DIY is not the only way

One does not have to manage social media tools oneself to benefit. Indeed, there’s a new category of retailers who are becoming ‘social intermediaries’. Companies like ThisNext.com have placed social network at the very heart of their business, rather than a bolt-on. In addition to the now-expected rating systems, ThisNext goes further by promoting style-setters and recommenders on their service, identifying them as “Mavens”, their place being secured by page views and click-throughs. Theirs is an empirical, modern take on a brand advocate or style-setter. Brands – whether on not sold via ThisNext – would do well to monitor the activities and recommendations of these Mavens. Asked about the importance of the ‘social’ aspects to their business, Jessyca Frederick, Director of Product Management at ThisNext comments that “social media, like every other marketing tool, has a purpose and a place within a well-balanced marketing campaign”.

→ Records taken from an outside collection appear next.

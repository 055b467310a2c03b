//! ---
//! dcc_section: "05-networking-external-interfaces"
//! dcc_subsection: "binary"
//! dcc_type: "source"
//! dcc_scope: "code"
//! dcc_description: "Calculator subcommands of the dccalc front end."
//! dcc_version: "v0.1.0"
//! dcc_owner: "tbd"
//! ---
use std::path::PathBuf;

use anyhow::{anyhow, Context, Result};
use clap::{Args, ValueEnum};
use dcc_calc_engine::{
    advisory::AdvisoryRequest,
    evaluate_record,
    io::{load_request_from_file, load_requests_from_jsonl},
    kirchhoff::{KclRequest, KvlRequest},
    ohm::{OhmRequest, SolveFor},
    power::PowerRequest,
    resistance::{ResistanceRequest, ResistorSet, Topology},
    signal::SignalRequest,
    source::SourceRequest,
    CalcRequest,
};
use tracing::info;

use crate::render;
use crate::Session;

/// Evaluate one request, export it when requested and print the result.
pub fn run(request: CalcRequest, session: &Session) -> Result<()> {
    let record = evaluate_record(request);
    if let Some(dir) = &session.report_dir {
        let path = record
            .exporter()
            .export(dir)
            .with_context(|| format!("failed to export report to {}", dir.display()))?;
        eprintln!("report written to {}", path.display());
    }
    render::print_response(&record.response, session)
}

#[derive(Debug, Clone, Copy, ValueEnum)]
pub enum SolveForArg {
    Voltage,
    Current,
    Resistance,
}

impl From<SolveForArg> for SolveFor {
    fn from(value: SolveForArg) -> Self {
        match value {
            SolveForArg::Voltage => SolveFor::Voltage,
            SolveForArg::Current => SolveFor::Current,
            SolveForArg::Resistance => SolveFor::Resistance,
        }
    }
}

#[derive(Debug, Args)]
pub struct OhmArgs {
    /// Quantity to solve for; the other two must be supplied.
    #[arg(long = "solve-for", value_enum)]
    solve_for: SolveForArg,
    /// Voltage in volts.
    #[arg(long)]
    voltage: Option<f64>,
    /// Current in amperes.
    #[arg(long)]
    current: Option<f64>,
    /// Resistance in ohms.
    #[arg(long)]
    resistance: Option<f64>,
}

impl OhmArgs {
    pub fn request(&self) -> Result<CalcRequest> {
        let solve_for = SolveFor::from(self.solve_for);
        let need = |value: Option<f64>, flag: &str| {
            value.ok_or_else(|| anyhow!("--{flag} is required when solving for {solve_for}"))
        };
        let request = match solve_for {
            SolveFor::Voltage => OhmRequest::voltage(
                need(self.current, "current")?,
                need(self.resistance, "resistance")?,
            ),
            SolveFor::Current => OhmRequest::current(
                need(self.voltage, "voltage")?,
                need(self.resistance, "resistance")?,
            ),
            SolveFor::Resistance => OhmRequest::resistance(
                need(self.voltage, "voltage")?,
                need(self.current, "current")?,
            ),
        };
        Ok(CalcRequest::Ohm(request))
    }
}

#[derive(Debug, Args)]
pub struct ResistorArgs {
    /// Resistor values in ohms.
    #[arg(value_name = "OHMS", required = true, num_args = 2..=5)]
    resistors: Vec<f64>,
}

impl ResistorArgs {
    pub fn series(&self) -> Result<CalcRequest> {
        self.request(Topology::Series)
    }

    pub fn parallel(&self) -> Result<CalcRequest> {
        self.request(Topology::Parallel)
    }

    fn request(&self, topology: Topology) -> Result<CalcRequest> {
        let resistors = ResistorSet::new(self.resistors.clone())?;
        Ok(CalcRequest::Resistance(ResistanceRequest {
            topology,
            resistors,
        }))
    }
}

#[derive(Debug, Args)]
pub struct EmfArgs {
    /// Electromotive force in volts.
    #[arg(long)]
    emf: f64,
    /// Internal resistance in ohms.
    #[arg(long = "internal-resistance")]
    internal_resistance: f64,
    /// Load current in amperes.
    #[arg(long)]
    current: f64,
}

impl EmfArgs {
    pub fn request(&self) -> CalcRequest {
        CalcRequest::Emf(SourceRequest {
            emf: self.emf,
            internal_resistance: self.internal_resistance,
            current: self.current,
        })
    }
}

#[derive(Debug, Args)]
pub struct PowerArgs {
    #[arg(long)]
    voltage: f64,
    #[arg(long)]
    current: f64,
    #[arg(long)]
    resistance: f64,
    /// Operating time in hours.
    #[arg(long, default_value_t = 1.0)]
    hours: f64,
}

impl PowerArgs {
    pub fn request(&self) -> CalcRequest {
        CalcRequest::Power(PowerRequest {
            voltage: self.voltage,
            current: self.current,
            resistance: self.resistance,
            duration_hours: self.hours,
        })
    }
}

#[derive(Debug, Args)]
pub struct KclArgs {
    /// Current entering the node in amperes.
    #[arg(long)]
    incoming: f64,
    /// Known outgoing branch current in amperes.
    #[arg(long)]
    outgoing: f64,
}

impl KclArgs {
    pub fn request(&self) -> CalcRequest {
        CalcRequest::Kcl(KclRequest {
            incoming: self.incoming,
            outgoing_given: self.outgoing,
        })
    }
}

#[derive(Debug, Args)]
pub struct KvlArgs {
    /// Source voltage in volts.
    #[arg(long)]
    voltage: f64,
    /// The three series resistances in ohms.
    #[arg(value_name = "OHMS", required = true, num_args = 3)]
    resistances: Vec<f64>,
}

impl KvlArgs {
    pub fn request(&self) -> Result<CalcRequest> {
        let resistances: [f64; 3] = self
            .resistances
            .as_slice()
            .try_into()
            .map_err(|_| anyhow!("exactly three resistances are required"))?;
        Ok(CalcRequest::Kvl(KvlRequest {
            source_voltage: self.voltage,
            resistances,
        }))
    }
}

#[derive(Debug, Args)]
pub struct SignalArgs {
    /// AC frequency in hertz.
    #[arg(long, default_value_t = 50.0)]
    frequency: f64,
    /// AC peak amplitude in volts.
    #[arg(long, default_value_t = 12.0)]
    amplitude: f64,
    /// DC level in volts.
    #[arg(long, default_value_t = 12.0)]
    dc: f64,
}

impl SignalArgs {
    pub fn request(&self) -> CalcRequest {
        CalcRequest::Signal(self.signal())
    }

    pub fn signal(&self) -> SignalRequest {
        SignalRequest {
            frequency_hz: self.frequency,
            ac_amplitude: self.amplitude,
            dc_level: self.dc,
        }
    }
}

#[derive(Debug, Args)]
pub struct AdvisoryArgs {
    /// Power in watts.
    #[arg(long)]
    power: f64,
    /// Voltage in volts.
    #[arg(long)]
    voltage: f64,
    /// Current in amperes.
    #[arg(long)]
    current: f64,
}

impl AdvisoryArgs {
    pub fn request(&self) -> CalcRequest {
        CalcRequest::Advisory(AdvisoryRequest {
            power: self.power,
            voltage: self.voltage,
            current: self.current,
        })
    }
}

#[derive(Debug, Args)]
pub struct EvalArgs {
    /// Request document; `.jsonl` files hold one JSON request per line.
    #[arg(long, value_name = "FILE")]
    file: PathBuf,
}

pub fn eval(args: &EvalArgs, session: &Session) -> Result<()> {
    let is_batch = args
        .file
        .extension()
        .is_some_and(|ext| ext.eq_ignore_ascii_case("jsonl"));
    let requests = if is_batch {
        load_requests_from_jsonl(&args.file)
    } else {
        load_request_from_file(&args.file).map(|request| vec![request])
    }
    .with_context(|| format!("failed to load requests from {}", args.file.display()))?;

    info!(file = %args.file.display(), count = requests.len(), "evaluating request file");
    for request in requests {
        run(request, session)?;
    }
    Ok(())
}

All Customers Are Not Created Equal

As David Ogilvy noted some years ago, not all customers are equally profitable. Both Bazaarvoice and ThisNext offer brands, albeit in different ways, mechanisms to identify the segments or profiles of contributors and so respond appropriately.
Further selectivity comes from focusing one’s ‘social attention’ in places that chime with your brand’s values and form an ‘oasis’ at which your target customers congregate. One example is Suzanne Aaronson’s “Spire.com” which offers a distinctive, savvy perspective on luxury consumption with a surprising level of user-contributed insights and tips. Spire is in the tradition of insider, style-leading publications and so offers an opportunity to benefit from social media while remaining on familiar territory.

Rules of engagement

There’s no magic wand for social media – any more than there’s an instant answer to customer engagement in more traditional media. The key requirement is to develop and understanding an engage appropriately. Neither a blanket adoption nor wholesale rejection are likely to be successful.

The modes of engagement to consider are:

  • Awareness: monitor the more social activity of your retail channel or customer advocates and dedicate staff time to consider the implications for your brand and opportunities. Even though your responses may be via traditional publishing, marketing or retail channels you will at least be learning and gaining insights.
  • Engagement: use the platforms that others have built and contribute appropriately – whether adding information, posting comments or answering questions. If you’re minded to try direct social media tools then consider using them on a subset of your base as a trial – for example supporting a ‘VVIP’ group or around an event. Again, learning and experience are important outcomes.
  • Defensive: even if you choose to be inactive, do not ignore social media activity. Existing brand monitoring techniques and services should be used (from Google Alerts on key brand terms, to “buzz monitoring” services across all media). Social Media channels open new areas for protection, however, with many brands not in control of their terms on Twitter and as usernames. Consider the users “Prada” or “Chanel” on Twitter – not exactly as one might expect. Usernamecheck.com offers a free, instant check on 68 social media sites – if your brand is not registered yet then do so quickly. If it it, either congratulations or time to look up the name dispute resolution procedures!

Whether an advocate or sceptic, there’s no escaping the fact that our customers’ behaviour and expectations have changed as a result of new digital media. Commercial brand-owners will see these changes as an opportunity to connect afresh with consumers in the spirit of service and quality synonymous with the luxury market.